=== PROMPT ===
Copy out each line of the entries below in which the string "debug" appears.

[Records from a collection]

BEGIN

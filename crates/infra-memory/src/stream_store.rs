// In-memory StreamStore Implementation

use crate::stream::{parse_id, StreamState};
use async_trait::async_trait;
use std::collections::HashMap;
use std::sync::{Arc, Mutex, MutexGuard, PoisonError};
use std::time::Duration;
use streamq_core::port::{
    GroupStart, IdRange, PendingEntry, PendingSummary, StoreError, StreamEntry, StreamStore,
    SystemTimeProvider, TimeProvider, TrimPolicy,
};
use tokio::sync::Notify;
use tokio::time::{timeout_at, Instant};
use tracing::{debug, trace};

/// Process-local stream store with consumer-group semantics
///
/// Shared freely between tasks; blocking group reads are woken by appends.
pub struct MemoryStreamStore {
    streams: Mutex<HashMap<String, StreamState>>,
    appended: Notify,
    time_provider: Arc<dyn TimeProvider>,
}

impl Default for MemoryStreamStore {
    fn default() -> Self {
        Self::new()
    }
}

impl MemoryStreamStore {
    pub fn new() -> Self {
        Self::with_time_provider(Arc::new(SystemTimeProvider))
    }

    /// Use a custom clock for id generation (deterministic tests)
    pub fn with_time_provider(time_provider: Arc<dyn TimeProvider>) -> Self {
        Self {
            streams: Mutex::new(HashMap::new()),
            appended: Notify::new(),
            time_provider,
        }
    }

    /// Number of entries currently retained in `stream` (0 if missing)
    pub fn stream_len(&self, stream: &str) -> usize {
        self.lock().get(stream).map(StreamState::len).unwrap_or(0)
    }

    pub fn stream_exists(&self, stream: &str) -> bool {
        self.lock().contains_key(stream)
    }

    fn lock(&self) -> MutexGuard<'_, HashMap<String, StreamState>> {
        self.streams.lock().unwrap_or_else(PoisonError::into_inner)
    }

    fn now_ms(&self) -> u64 {
        self.time_provider.now_millis().max(0) as u64
    }

    /// Run `f` against an existing stream; missing streams have no groups
    fn with_group_stream<T>(
        &self,
        stream: &str,
        group: &str,
        f: impl FnOnce(&mut StreamState) -> Result<T, StoreError>,
    ) -> Result<T, StoreError> {
        let mut streams = self.lock();
        let state = streams.get_mut(stream).ok_or_else(|| StoreError::NoGroup {
            stream: stream.to_string(),
            group: group.to_string(),
        })?;
        f(state)
    }
}

#[async_trait]
impl StreamStore for MemoryStreamStore {
    async fn append(
        &self,
        stream: &str,
        fields: &[(String, String)],
        trim: TrimPolicy,
    ) -> Result<String, StoreError> {
        if fields.is_empty() {
            return Err(StoreError::Backend(
                "An entry needs at least one field".to_string(),
            ));
        }

        let id = {
            let mut streams = self.lock();
            let state = streams.entry(stream.to_string()).or_default();
            let id = state.append(fields.iter().cloned().collect(), self.now_ms());
            let evicted = state.trim(trim);
            if evicted > 0 {
                debug!(stream = %stream, evicted = evicted, "Trimmed stream");
            }
            id
        };
        self.appended.notify_waiters();
        trace!(stream = %stream, id = %id, "Appended entry");
        Ok(id.to_string())
    }

    async fn create_group(
        &self,
        stream: &str,
        group: &str,
        start: GroupStart,
    ) -> Result<(), StoreError> {
        let mut streams = self.lock();
        let state = streams
            .get_mut(stream)
            .ok_or_else(|| StoreError::NoSuchStream(stream.to_string()))?;
        state.create_group(stream, group, start)
    }

    async fn list_groups(&self, stream: &str) -> Result<Vec<String>, StoreError> {
        self.lock()
            .get(stream)
            .map(StreamState::group_names)
            .ok_or_else(|| StoreError::NoSuchStream(stream.to_string()))
    }

    async fn read_group(
        &self,
        group: &str,
        consumer: &str,
        stream: &str,
        count: usize,
        block: Duration,
    ) -> Result<Vec<StreamEntry>, StoreError> {
        let deadline = (!block.is_zero()).then(|| Instant::now() + block);

        loop {
            // Register for wakeups before looking, so an append in between is not missed
            let notified = self.appended.notified();
            tokio::pin!(notified);
            notified.as_mut().enable();

            let entries = self.with_group_stream(stream, group, |state| {
                state.read_new(stream, group, consumer, count, Instant::now())
            })?;
            if !entries.is_empty() {
                return Ok(entries);
            }

            match deadline {
                None => notified.await,
                Some(deadline) => {
                    if timeout_at(deadline, notified).await.is_err() {
                        return Err(StoreError::NoData);
                    }
                }
            }
        }
    }

    async fn ack(&self, stream: &str, group: &str, ids: &[String]) -> Result<u64, StoreError> {
        self.with_group_stream(stream, group, |state| state.ack(stream, group, ids))
    }

    async fn pending_summary(
        &self,
        stream: &str,
        group: &str,
    ) -> Result<PendingSummary, StoreError> {
        self.with_group_stream(stream, group, |state| state.pending_summary(stream, group))
    }

    async fn pending_detail(
        &self,
        stream: &str,
        group: &str,
        range: IdRange,
        count: usize,
    ) -> Result<Vec<PendingEntry>, StoreError> {
        let start = parse_id(&range.start)?;
        let end = parse_id(&range.end)?;
        self.with_group_stream(stream, group, |state| {
            state.pending_detail(stream, group, start, end, count, Instant::now())
        })
    }

    async fn claim(
        &self,
        stream: &str,
        group: &str,
        consumer: &str,
        min_idle: Duration,
        ids: &[String],
    ) -> Result<Vec<StreamEntry>, StoreError> {
        self.with_group_stream(stream, group, |state| {
            state.claim(stream, group, consumer, min_idle, ids, Instant::now())
        })
    }
}

#[cfg(test)]
mod tests {
    use super::*;
    use streamq_core::port::ManualTimeProvider;

    fn fields(n: usize) -> Vec<(String, String)> {
        vec![("n".to_string(), n.to_string())]
    }

    #[tokio::test]
    async fn test_append_uses_clock_for_ids() {
        let clock = Arc::new(ManualTimeProvider::new(5_000));
        let store = MemoryStreamStore::with_time_provider(clock.clone());

        let a = store.append("s", &fields(0), TrimPolicy::None).await.unwrap();
        let b = store.append("s", &fields(1), TrimPolicy::None).await.unwrap();
        clock.advance(10);
        let c = store.append("s", &fields(2), TrimPolicy::None).await.unwrap();

        assert_eq!(a, "5000-0");
        assert_eq!(b, "5000-1");
        assert_eq!(c, "5010-0");
        assert_eq!(store.stream_len("s"), 3);
    }

    #[tokio::test]
    async fn test_empty_entry_rejected() {
        let store = MemoryStreamStore::new();
        let err = store.append("s", &[], TrimPolicy::None).await.unwrap_err();
        assert!(matches!(err, StoreError::Backend(_)));
        assert!(!store.stream_exists("s"));
    }

    #[tokio::test]
    async fn test_groups_need_an_existing_stream() {
        let store = MemoryStreamStore::new();
        assert!(matches!(
            store.list_groups("s").await,
            Err(StoreError::NoSuchStream(_))
        ));
        assert!(matches!(
            store.create_group("s", "g", GroupStart::Beginning).await,
            Err(StoreError::NoSuchStream(_))
        ));

        store.append("s", &fields(0), TrimPolicy::None).await.unwrap();
        tokio_test::assert_ok!(store.create_group("s", "g", GroupStart::Beginning).await);
        assert_eq!(store.list_groups("s").await.unwrap(), vec!["g".to_string()]);
    }

    #[tokio::test]
    async fn test_read_group_times_out_with_no_data() {
        let store = MemoryStreamStore::new();
        store.append("s", &fields(0), TrimPolicy::None).await.unwrap();
        store.create_group("s", "g", GroupStart::Latest).await.unwrap();

        let err = store
            .read_group("g", "c", "s", 10, Duration::from_millis(20))
            .await
            .unwrap_err();
        assert!(err.is_no_data());
    }

    #[tokio::test]
    async fn test_read_group_without_group_is_nogroup() {
        let store = MemoryStreamStore::new();
        let err = store
            .read_group("g", "c", "missing", 10, Duration::from_millis(20))
            .await
            .unwrap_err();
        assert!(matches!(err, StoreError::NoGroup { .. }));
    }

    #[tokio::test]
    async fn test_blocking_read_woken_by_append() {
        let store = Arc::new(MemoryStreamStore::new());
        store.append("s", &fields(0), TrimPolicy::None).await.unwrap();
        store.create_group("s", "g", GroupStart::Latest).await.unwrap();

        let reader = {
            let store = store.clone();
            tokio::spawn(async move {
                store
                    .read_group("g", "c", "s", 10, Duration::from_secs(5))
                    .await
            })
        };
        tokio::time::sleep(Duration::from_millis(20)).await;
        let id = store.append("s", &fields(1), TrimPolicy::None).await.unwrap();

        let entries = tokio::time::timeout(Duration::from_secs(1), reader)
            .await
            .unwrap()
            .unwrap()
            .unwrap();
        assert_eq!(entries.len(), 1);
        assert_eq!(entries[0].id, id);
        assert_eq!(entries[0].fields.get("n").map(String::as_str), Some("1"));
    }

    #[tokio::test]
    async fn test_pending_detail_over_full_range_and_claim() {
        let store = MemoryStreamStore::new();
        for i in 0..3 {
            store.append("s", &fields(i), TrimPolicy::None).await.unwrap();
        }
        store
            .create_group("s", "g", GroupStart::Beginning)
            .await
            .unwrap();
        let delivered = store
            .read_group("g", "dead", "s", 2, Duration::from_millis(10))
            .await
            .unwrap();
        assert_eq!(delivered.len(), 2);

        tokio::time::sleep(Duration::from_millis(30)).await;
        let pending = store
            .pending_detail("s", "g", IdRange::full(), 10)
            .await
            .unwrap();
        assert_eq!(pending.len(), 2);
        assert!(pending.iter().all(|p| p.idle >= Duration::from_millis(30)));

        let ids: Vec<String> = pending.iter().map(|p| p.id.clone()).collect();
        let claimed = store
            .claim("s", "g", "live", Duration::from_millis(30), &ids)
            .await
            .unwrap();
        assert_eq!(claimed.len(), 2);

        let summary = store.pending_summary("s", "g").await.unwrap();
        assert_eq!(summary.count, 2);
        assert_eq!(summary.consumers, vec![("live".to_string(), 2)]);

        assert_eq!(store.ack("s", "g", &ids).await.unwrap(), 2);
        assert_eq!(store.pending_summary("s", "g").await.unwrap().count, 0);
    }

    #[tokio::test]
    async fn test_append_trims_to_max_len() {
        let store = MemoryStreamStore::new();
        let exact = TrimPolicy::MaxLen {
            len: 3,
            approximate: false,
        };
        for i in 0..10 {
            store.append("s", &fields(i), exact).await.unwrap();
        }
        assert_eq!(store.stream_len("s"), 3);

        let approx = TrimPolicy::MaxLen {
            len: 3,
            approximate: true,
        };
        for i in 0..10 {
            store.append("t", &fields(i), approx).await.unwrap();
        }
        // Approximate trimming keeps at least max_len entries
        assert_eq!(store.stream_len("t"), 10);
    }
}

END

=== TASK SOLUTION ===
use tracing::{debug, trace};
                debug!(stream = %stream, evicted = evicted, "Trimmed stream");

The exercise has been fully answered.